(Assigned task)
Within the listing below, the lines containing "UrlParse" are to be counted. Give the number only.

(Given data)

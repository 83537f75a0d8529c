//! Client Hello identities.

use std::fmt;

use super::http2::Http2Settings;
use super::tls::TlsFingerprint;

/// Which TLS Client Hello shape the transport presents.
///
/// Opaque to the transport: it only asks for the [`TlsFingerprint`] and
/// [`Http2Settings`] behind the identity.
#[derive(Debug, Clone, PartialEq, Eq, Default)]
pub enum ClientHello {
    /// Chrome 102 on Windows.
    #[default]
    Chrome102,
    /// Chrome 131 on macOS. Extension order is randomized per handshake.
    Chrome131,
    /// Firefox 120.
    Firefox120,
    /// Safari 17 on macOS.
    Safari17,
    /// BoringSSL defaults, no impersonation.
    Boring,
    /// Caller-built shape.
    Custom(Box<TlsFingerprint>),
}

impl ClientHello {
    /// Build a custom identity.
    pub fn custom(fingerprint: TlsFingerprint) -> Self {
        Self::Custom(Box::new(fingerprint))
    }

    /// Short name used in logs.
    pub fn name(&self) -> &'static str {
        match self {
            Self::Chrome102 => "chrome_102",
            Self::Chrome131 => "chrome_131",
            Self::Firefox120 => "firefox_120",
            Self::Safari17 => "safari_17",
            Self::Boring => "boring",
            Self::Custom(_) => "custom",
        }
    }

    /// Get the TLS fingerprint for this identity.
    pub fn tls_fingerprint(&self) -> TlsFingerprint {
        match self {
            Self::Chrome102 => TlsFingerprint::chrome_102(),
            Self::Chrome131 => TlsFingerprint::chrome_131(),
            Self::Firefox120 => TlsFingerprint::firefox_120(),
            Self::Safari17 => TlsFingerprint::safari_17(),
            Self::Boring => TlsFingerprint::default(),
            Self::Custom(fp) => (**fp).clone(),
        }
    }

    /// HTTP/2 SETTINGS sent alongside this identity.
    pub fn http2_settings(&self) -> Http2Settings {
        match self {
            Self::Chrome102 | Self::Chrome131 => Http2Settings::chrome(),
            Self::Firefox120 => Http2Settings::firefox(),
            Self::Safari17 => Http2Settings::safari(),
            Self::Boring | Self::Custom(_) => Http2Settings::library_defaults(),
        }
    }

    /// Get the User-Agent string for this identity.
    pub fn user_agent(&self) -> &'static str {
        match self {
            Self::Chrome102 => {
                "Mozilla/5.0 (Windows NT 10.0; Win64; x64) AppleWebKit/537.36 (KHTML, like Gecko) Chrome/102.0.0.0 Safari/537.36"
            }
            Self::Chrome131 => {
                "Mozilla/5.0 (Macintosh; Intel Mac OS X 10_15_7) AppleWebKit/537.36 (KHTML, like Gecko) Chrome/131.0.0.0 Safari/537.36"
            }
            Self::Firefox120 => {
                "Mozilla/5.0 (Windows NT 10.0; Win64; x64; rv:120.0) Gecko/20100101 Firefox/120.0"
            }
            Self::Safari17 => {
                "Mozilla/5.0 (Macintosh; Intel Mac OS X 10_15_7) AppleWebKit/605.1.15 (KHTML, like Gecko) Version/17.0 Safari/605.1.15"
            }
            Self::Boring | Self::Custom(_) => concat!("guise/", env!("CARGO_PKG_VERSION")),
        }
    }
}

impl fmt::Display for ClientHello {
    fn fmt(&self, f: &mut fmt::Formatter<'_>) -> fmt::Result {
        f.write_str(self.name())
    }
}
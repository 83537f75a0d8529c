//! Error types for guise crate.

use std::io;
use std::time::Duration;

/// Result type alias using our Error type.
pub type Result<T> = std::result::Result<T, Error>;

/// Phase of a round trip an error originated from.
#[derive(Debug, Clone, Copy, PartialEq, Eq)]
pub enum ErrorPhase {
    /// Dialing the origin or establishing a proxy tunnel.
    Acquisition,
    /// TLS negotiation.
    Handshake,
    /// HTTP/1.1 or HTTP/2 exchange after the connection is ready.
    Protocol,
    /// Invalid caller-supplied configuration.
    Configuration,
    /// Client-level concerns (deadline, body decoding).
    Client,
}

/// Errors that can occur during HTTP operations.
#[derive(Debug, thiserror::Error)]
pub enum Error {
    /// Dial or tunnel failure.
    #[error("Connection error: {0}")]
    Connection(String),

    /// Proxy list was non-empty but no proxy produced a connection.
    #[error("No working proxy available")]
    NoWorkingProxy,

    /// Proxy connection establishment exceeded its bound.
    #[error("Connect timeout after {0:?}")]
    ConnectTimeout(Duration),

    /// TLS/SSL error.
    #[error("TLS error: {0}")]
    Tls(String),

    /// ALPN negotiated a protocol we do not speak.
    #[error("Unsupported HTTP version: {0}")]
    UnsupportedProtocol(String),

    /// URL scheme is neither http nor https.
    #[error("Unsupported scheme: {0}")]
    UnsupportedScheme(String),

    /// Serializing or writing an HTTP/1.1 request failed.
    #[error("HTTP/1.1 write error: {0}")]
    Write(String),

    /// The HTTP/1.1 response could not be parsed.
    #[error("HTTP/1.1 parse error: {0}")]
    Parse(String),

    /// HTTP/2 session or stream failure.
    #[error("HTTP/2 session error: {0}")]
    Session(String),

    /// Malformed proxy string.
    #[error("Invalid proxy string: {0}")]
    InvalidProxy(String),

    /// Request URL could not be parsed or joined.
    #[error("Invalid URL: {0}")]
    InvalidUrl(String),

    /// Other invalid client configuration.
    #[error("Configuration error: {0}")]
    Config(String),

    /// URL parsing error.
    #[error("URL parse error: {0}")]
    UrlParse(#[from] url::ParseError),

    /// Total request deadline exceeded.
    #[error("Request deadline exceeded after {0:?}")]
    Timeout(Duration),

    /// Decompression error.
    #[error("Decompression error: {0}")]
    Decompression(String),

    /// JSON serialization/deserialization error.
    #[error("JSON error: {0}")]
    Json(#[from] serde_json::Error),

    /// IO error.
    #[error("IO error: {0}")]
    Io(#[from] io::Error),
}

impl Error {
    /// Create a connection error.
    pub fn connection(message: impl Into<String>) -> Self {
        Self::Connection(message.into())
    }

    /// Create a TLS error.
    pub fn tls(message: impl Into<String>) -> Self {
        Self::Tls(message.into())
    }

    /// Create an HTTP/1.1 write error.
    pub fn write(message: impl Into<String>) -> Self {
        Self::Write(message.into())
    }

    /// Create an HTTP/1.1 parse error.
    pub fn parse(message: impl Into<String>) -> Self {
        Self::Parse(message.into())
    }

    /// Create an HTTP/2 session error.
    pub fn session(message: impl Into<String>) -> Self {
        Self::Session(message.into())
    }

    /// Create a configuration error.
    pub fn config(message: impl Into<String>) -> Self {
        Self::Config(message.into())
    }

    /// Which phase of the round trip produced this error.
    pub fn phase(&self) -> ErrorPhase {
        match self {
            Self::Connection(_) | Self::NoWorkingProxy | Self::ConnectTimeout(_) => {
                ErrorPhase::Acquisition
            }
            Self::Tls(_) => ErrorPhase::Handshake,
            Self::UnsupportedProtocol(_)
            | Self::UnsupportedScheme(_)
            | Self::Write(_)
            | Self::Parse(_)
            | Self::Session(_) => ErrorPhase::Protocol,
            Self::InvalidProxy(_) | Self::InvalidUrl(_) | Self::Config(_) | Self::UrlParse(_) => {
                ErrorPhase::Configuration
            }
            Self::Timeout(_) | Self::Decompression(_) | Self::Json(_) | Self::Io(_) => {
                ErrorPhase::Client
            }
        }
    }

    /// Whether this error came from connection acquisition.
    pub fn is_connect(&self) -> bool {
        self.phase() == ErrorPhase::Acquisition
    }
}
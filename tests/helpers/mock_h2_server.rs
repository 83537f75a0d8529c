use std::sync::Arc;

use boring::ssl::SslAcceptor;
use bytes::Bytes;
use tokio::net::TcpListener;

/// HTTP/2 server over TLS built on `h2::server`.
///
/// Each stream is answered with `"h2 {METHOD} {path}"`.
pub struct MockH2Server {
    listener: TcpListener,
    port: u16,
}

impl MockH2Server {
    /// Create a new mock H2 server bound to a random port.
    pub async fn new() -> std::io::Result<Self> {
        let listener = TcpListener::bind("127.0.0.1:0").await?;
        let port = listener.local_addr()?.port();
        Ok(Self { listener, port })
    }

    pub fn port(&self) -> u16 {
        self.port
    }

    pub fn url_tls(&self) -> String {
        format!("https://127.0.0.1:{}", self.port)
    }

    /// Accept TLS connections in a background task. `acceptor` must select h2.
    pub fn start_tls(self, acceptor: SslAcceptor) -> tokio::task::JoinHandle<()> {
        let acceptor = Arc::new(acceptor);
        tokio::spawn(async move {
            while let Ok((stream, _)) = self.listener.accept().await {
                let acceptor = Arc::clone(&acceptor);
                tokio::spawn(async move {
                    let tls = match tokio_boring::accept(&acceptor, stream).await {
                        Ok(tls) => tls,
                        Err(e) => {
                            tracing::warn!("TLS accept failed: {}", e);
                            return;
                        }
                    };
                    serve(tls).await;
                });
            }
        })
    }
}

async fn serve<S>(stream: S)
where
    S: tokio::io::AsyncRead + tokio::io::AsyncWrite + Unpin,
{
    let mut conn = match h2::server::handshake(stream).await {
        Ok(conn) => conn,
        Err(e) => {
            tracing::warn!("h2 server handshake failed: {}", e);
            return;
        }
    };

    while let Some(result) = conn.accept().await {
        let Ok((request, mut respond)) = result else {
            break;
        };
        tokio::spawn(async move {
            let body = format!("h2 {} {}", request.method(), request.uri().path());
            let response = http::Response::builder()
                .status(200)
                .header("content-type", "text/plain")
                .header("set-cookie", "session=abc; Path=/")
                .body(())
                .unwrap();
            if let Ok(mut send) = respond.send_response(response, false) {
                let _ = send.send_data(Bytes::from(body), true);
            }
        });
    }
}
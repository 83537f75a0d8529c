//! # Guise
//!
//! HTTP client transport with TLS Client Hello fingerprint control.
//!
//! Guise presents a browser-like Client Hello through BoringSSL, optionally
//! tunnels through an HTTP CONNECT proxy, and speaks HTTP/1.1 or HTTP/2
//! depending on what the server selects via ALPN.

pub mod client;
pub mod cookie;
pub mod error;
pub mod fingerprint;
pub mod proxy;
pub mod request;
pub mod response;
pub mod transport;

// Re-exports
pub use client::{Client, ClientBuilder, ClientConfig, RequestBuilder};
pub use cookie::{Cookie, CookieJar};
pub use error::{Error, ErrorPhase, Result};
pub use fingerprint::{CertCompression, ClientHello, Http2Settings, TlsFingerprint};
pub use proxy::{parse_proxies, ProxyCredentials, ProxyEndpoint};
pub use request::Request;
pub use response::Response;
pub use transport::connector::TlsOptions;
pub use transport::Transport;
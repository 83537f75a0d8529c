//! BoringSSL handshake with a controlled Client Hello.

use boring::ssl::{SslConnector, SslMethod, SslSessionCacheMode, SslVerifyMode, SslVersion};
use boring::x509::X509;
use std::io;
use std::io::Read;
use std::pin::Pin;
use std::task::{Context, Poll};
use tokio::io::{AsyncRead, AsyncWrite, ReadBuf};
use tokio::net::TcpStream;
use tokio_boring::SslStream;

use crate::error::{Error, Result};
use crate::fingerprint::{CertCompression, TlsFingerprint};

use boring_sys::{CRYPTO_BUFFER, SSL, SSL_CTX};
use std::os::raw::c_int;

/// Hand a decompressed certificate back to BoringSSL.
///
/// # Safety
/// `out` must be the output pointer BoringSSL passed to the callback.
unsafe fn emit_certificate(out: *mut *mut CRYPTO_BUFFER, data: &[u8]) -> c_int {
    // CRYPTO_BUFFER_new copies the data.
    let buffer = boring_sys::CRYPTO_BUFFER_new(data.as_ptr(), data.len(), std::ptr::null_mut());
    if buffer.is_null() {
        return 0;
    }
    *out = buffer;
    1
}

/// Brotli certificate decompression callback (RFC 8879).
unsafe extern "C" fn decompress_brotli_cert(
    _ssl: *mut SSL,
    out: *mut *mut CRYPTO_BUFFER,
    uncompressed_len: usize,
    in_: *const u8,
    in_len: usize,
) -> c_int {
    let compressed = std::slice::from_raw_parts(in_, in_len);
    let mut decompressed = Vec::with_capacity(uncompressed_len);
    let mut decoder = brotli::Decompressor::new(compressed, uncompressed_len.max(1));
    match decoder.read_to_end(&mut decompressed) {
        Ok(_) if decompressed.len() == uncompressed_len => emit_certificate(out, &decompressed),
        _ => 0,
    }
}

/// Zlib certificate decompression callback (RFC 8879).
unsafe extern "C" fn decompress_zlib_cert(
    _ssl: *mut SSL,
    out: *mut *mut CRYPTO_BUFFER,
    uncompressed_len: usize,
    in_: *const u8,
    in_len: usize,
) -> c_int {
    let compressed = std::slice::from_raw_parts(in_, in_len);
    let mut decompressed = Vec::with_capacity(uncompressed_len);
    let mut decoder = flate2::read::ZlibDecoder::new(compressed);
    match decoder.read_to_end(&mut decompressed) {
        Ok(_) if decompressed.len() == uncompressed_len => emit_certificate(out, &decompressed),
        _ => 0,
    }
}

/// Certificate trust settings for the handshake.
#[derive(Debug, Clone, Default)]
pub struct TlsOptions {
    /// Accept any server certificate and skip hostname checks.
    ///
    /// Off by default; the fingerprinting transport turns it on explicitly.
    pub danger_accept_invalid_certs: bool,
    /// Extra trust anchors (DER or PEM), used when verification is on.
    pub root_certs: Vec<Vec<u8>>,
}

impl TlsOptions {
    /// Options that verify against the system store.
    pub fn verified() -> Self {
        Self::default()
    }

    /// Options that trust any certificate the server presents.
    pub fn danger_accept_invalid_certs() -> Self {
        Self {
            danger_accept_invalid_certs: true,
            root_certs: Vec::new(),
        }
    }

    /// Add a trust anchor (DER or PEM).
    pub fn with_root_certificate(mut self, cert: impl Into<Vec<u8>>) -> Self {
        self.root_certs.push(cert.into());
        self
    }
}

/// Builds a BoringSSL context per handshake from a [`TlsFingerprint`].
#[derive(Debug, Clone, Default)]
pub struct TlsConnector {
    options: TlsOptions,
}

impl TlsConnector {
    pub fn new(options: TlsOptions) -> Self {
        Self { options }
    }

    pub fn options(&self) -> &TlsOptions {
        &self.options
    }

    fn configure_ssl(&self, fp: &TlsFingerprint) -> Result<SslConnector> {
        let mut builder = SslConnector::builder(SslMethod::tls_client())
            .map_err(|e| Error::tls(format!("Failed to create SSL connector: {}", e)))?;

        if self.options.danger_accept_invalid_certs {
            builder.set_verify(SslVerifyMode::NONE);
        } else {
            for cert_bytes in &self.options.root_certs {
                let cert = X509::from_der(cert_bytes)
                    .or_else(|_| X509::from_pem(cert_bytes))
                    .map_err(|e| Error::tls(format!("Invalid root certificate: {}", e)))?;
                builder
                    .cert_store_mut()
                    .add_cert(cert)
                    .map_err(|e| Error::tls(format!("Failed to add root certificate: {}", e)))?;
            }
        }

        if !fp.cipher_list.is_empty() {
            builder
                .set_cipher_list(&fp.cipher_list.join(":"))
                .map_err(|e| Error::tls(format!("Failed to set cipher list: {}", e)))?;
        }

        if !fp.curves.is_empty() {
            builder
                .set_curves_list(&fp.curves.join(":"))
                .map_err(|e| Error::tls(format!("Failed to set curves: {}", e)))?;
        }

        if !fp.sigalgs.is_empty() {
            builder
                .set_sigalgs_list(&fp.sigalgs.join(":"))
                .map_err(|e| Error::tls(format!("Failed to set signature algorithms: {}", e)))?;
        }

        if fp.ocsp_stapling {
            builder.enable_ocsp_stapling();
        }
        if fp.signed_cert_timestamps {
            builder.enable_signed_cert_timestamps();
        }

        unsafe {
            let ctx = builder.as_ptr() as *mut SSL_CTX;
            boring_sys::SSL_CTX_set_grease_enabled(ctx, fp.grease as c_int);
            boring_sys::SSL_CTX_set_permute_extensions(ctx, fp.permute_extensions as c_int);

            // Client side only decompresses.
            match fp.cert_compression {
                CertCompression::Brotli => {
                    boring_sys::SSL_CTX_add_cert_compression_alg(
                        ctx,
                        boring_sys::TLSEXT_cert_compression_brotli as u16,
                        None,
                        Some(decompress_brotli_cert),
                    );
                }
                CertCompression::Zlib => {
                    boring_sys::SSL_CTX_add_cert_compression_alg(
                        ctx,
                        boring_sys::TLSEXT_cert_compression_zlib as u16,
                        None,
                        Some(decompress_zlib_cert),
                    );
                }
                CertCompression::None => {}
            }
        }

        builder
            .set_min_proto_version(Some(SslVersion::TLS1_2))
            .map_err(|e| Error::tls(format!("Failed to set min TLS version: {}", e)))?;
        builder
            .set_max_proto_version(Some(SslVersion::TLS1_3))
            .map_err(|e| Error::tls(format!("Failed to set max TLS version: {}", e)))?;

        builder.set_session_cache_mode(SslSessionCacheMode::CLIENT);

        let alpn = fp.alpn_wire();
        if !alpn.is_empty() {
            builder
                .set_alpn_protos(&alpn)
                .map_err(|e| Error::tls(format!("Failed to set ALPN: {}", e)))?;
        }

        Ok(builder.build())
    }

    /// Run the TLS handshake over `stream`, presenting `fp` in the Client Hello.
    ///
    /// SNI is set to `host` (BoringSSL omits it for IP literals).
    pub async fn handshake(
        &self,
        stream: TcpStream,
        host: &str,
        fp: &TlsFingerprint,
    ) -> Result<SslStream<TcpStream>> {
        let ssl_connector = self.configure_ssl(fp)?;

        let mut ssl_config = ssl_connector
            .configure()
            .map_err(|e| Error::tls(format!("Failed to configure SSL: {}", e)))?;
        if self.options.danger_accept_invalid_certs {
            ssl_config.set_verify_hostname(false);
        }

        tokio_boring::connect(ssl_config, host, stream)
            .await
            .map_err(|e| Error::tls(format!("TLS handshake failed: {}", e)))
    }
}

/// Application protocol agreed through ALPN.
#[derive(Debug, Clone, PartialEq, Eq)]
pub enum NegotiatedProtocol {
    /// "h2"
    Http2,
    /// "http/1.1", or nothing negotiated
    Http11,
    /// Anything else the server selected.
    Other(String),
}

impl NegotiatedProtocol {
    pub fn from_alpn(alpn: Option<&[u8]>) -> Self {
        match alpn {
            Some(b"h2") => Self::Http2,
            None | Some(b"") | Some(b"http/1.1") => Self::Http11,
            Some(other) => Self::Other(String::from_utf8_lossy(other).into_owned()),
        }
    }

    pub fn is_h2(&self) -> bool {
        matches!(self, Self::Http2)
    }
}

/// Stream that can be either HTTP (plain TCP) or HTTPS (TLS).
#[derive(Debug)]
pub enum MaybeHttpsStream {
    /// Plain TCP stream for HTTP.
    Http(TcpStream),
    /// TLS-wrapped stream for HTTPS.
    Https(SslStream<TcpStream>),
}

impl MaybeHttpsStream {
    /// Protocol negotiated during the TLS handshake.
    ///
    /// Plain TCP has no negotiation and always reports HTTP/1.1.
    pub fn negotiated_protocol(&self) -> NegotiatedProtocol {
        match self {
            MaybeHttpsStream::Http(_) => NegotiatedProtocol::Http11,
            MaybeHttpsStream::Https(stream) => {
                NegotiatedProtocol::from_alpn(stream.ssl().selected_alpn_protocol())
            }
        }
    }
}

impl AsyncRead for MaybeHttpsStream {
    fn poll_read(
        mut self: Pin<&mut Self>,
        cx: &mut Context<'_>,
        buf: &mut ReadBuf<'_>,
    ) -> Poll<io::Result<()>> {
        match &mut *self {
            MaybeHttpsStream::Http(stream) => Pin::new(stream).poll_read(cx, buf),
            MaybeHttpsStream::Https(stream) => Pin::new(stream).poll_read(cx, buf),
        }
    }
}

impl AsyncWrite for MaybeHttpsStream {
    fn poll_write(
        mut self: Pin<&mut Self>,
        cx: &mut Context<'_>,
        buf: &[u8],
    ) -> Poll<io::Result<usize>> {
        match &mut *self {
            MaybeHttpsStream::Http(stream) => Pin::new(stream).poll_write(cx, buf),
            MaybeHttpsStream::Https(stream) => Pin::new(stream).poll_write(cx, buf),
        }
    }

    fn poll_flush(mut self: Pin<&mut Self>, cx: &mut Context<'_>) -> Poll<io::Result<()>> {
        match &mut *self {
            MaybeHttpsStream::Http(stream) => Pin::new(stream).poll_flush(cx),
            MaybeHttpsStream::Https(stream) => Pin::new(stream).poll_flush(cx),
        }
    }

    fn poll_shutdown(mut self: Pin<&mut Self>, cx: &mut Context<'_>) -> Poll<io::Result<()>> {
        match &mut *self {
            MaybeHttpsStream::Http(stream) => Pin::new(stream).poll_shutdown(cx),
            MaybeHttpsStream::Https(stream) => Pin::new(stream).poll_shutdown(cx),
        }
    }
}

(Exercise result)
2